Problem details
From the entries below, copy out every line with "InvalidRequest" in it.
== Excerpted records
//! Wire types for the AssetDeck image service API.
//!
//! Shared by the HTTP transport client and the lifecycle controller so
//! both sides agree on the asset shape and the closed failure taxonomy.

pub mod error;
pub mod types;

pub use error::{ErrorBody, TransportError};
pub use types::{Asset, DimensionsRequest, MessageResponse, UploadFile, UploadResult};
====
== Excerpted records
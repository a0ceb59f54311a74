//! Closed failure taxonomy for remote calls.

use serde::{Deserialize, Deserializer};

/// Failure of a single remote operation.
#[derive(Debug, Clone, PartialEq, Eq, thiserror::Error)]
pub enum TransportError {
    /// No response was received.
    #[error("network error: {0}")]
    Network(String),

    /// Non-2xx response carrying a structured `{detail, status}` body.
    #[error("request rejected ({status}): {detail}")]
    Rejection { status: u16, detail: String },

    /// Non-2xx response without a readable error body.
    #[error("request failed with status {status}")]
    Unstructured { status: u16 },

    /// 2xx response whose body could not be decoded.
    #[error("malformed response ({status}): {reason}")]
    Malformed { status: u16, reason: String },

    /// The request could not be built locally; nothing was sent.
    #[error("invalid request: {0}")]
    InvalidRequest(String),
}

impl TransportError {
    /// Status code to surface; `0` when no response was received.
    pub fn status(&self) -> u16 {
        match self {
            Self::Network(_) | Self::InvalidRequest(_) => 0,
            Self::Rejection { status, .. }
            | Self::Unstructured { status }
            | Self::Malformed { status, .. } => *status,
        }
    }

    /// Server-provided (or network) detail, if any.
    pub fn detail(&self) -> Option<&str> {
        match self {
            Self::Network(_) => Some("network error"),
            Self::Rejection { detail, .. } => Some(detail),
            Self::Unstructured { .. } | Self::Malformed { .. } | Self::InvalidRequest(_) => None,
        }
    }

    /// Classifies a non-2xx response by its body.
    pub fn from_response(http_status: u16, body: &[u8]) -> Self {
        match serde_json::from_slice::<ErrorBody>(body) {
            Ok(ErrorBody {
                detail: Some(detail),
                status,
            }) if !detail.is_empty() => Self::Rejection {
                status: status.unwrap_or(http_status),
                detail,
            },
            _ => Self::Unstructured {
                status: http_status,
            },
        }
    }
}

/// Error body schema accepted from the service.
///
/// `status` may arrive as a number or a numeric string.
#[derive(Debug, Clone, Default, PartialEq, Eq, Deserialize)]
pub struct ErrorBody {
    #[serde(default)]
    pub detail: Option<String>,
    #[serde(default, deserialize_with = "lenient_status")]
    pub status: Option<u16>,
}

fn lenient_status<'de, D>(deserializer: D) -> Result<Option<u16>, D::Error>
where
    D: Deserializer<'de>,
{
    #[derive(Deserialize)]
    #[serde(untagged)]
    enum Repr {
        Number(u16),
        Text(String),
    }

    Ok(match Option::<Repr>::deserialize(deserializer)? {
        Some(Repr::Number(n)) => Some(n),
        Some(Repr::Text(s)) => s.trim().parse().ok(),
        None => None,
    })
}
====
Answer to this task
    InvalidRequest(String),
            Self::Network(_) | Self::InvalidRequest(_) => 0,
            Self::Unstructured { .. } | Self::Malformed { .. } | Self::InvalidRequest(_) => None,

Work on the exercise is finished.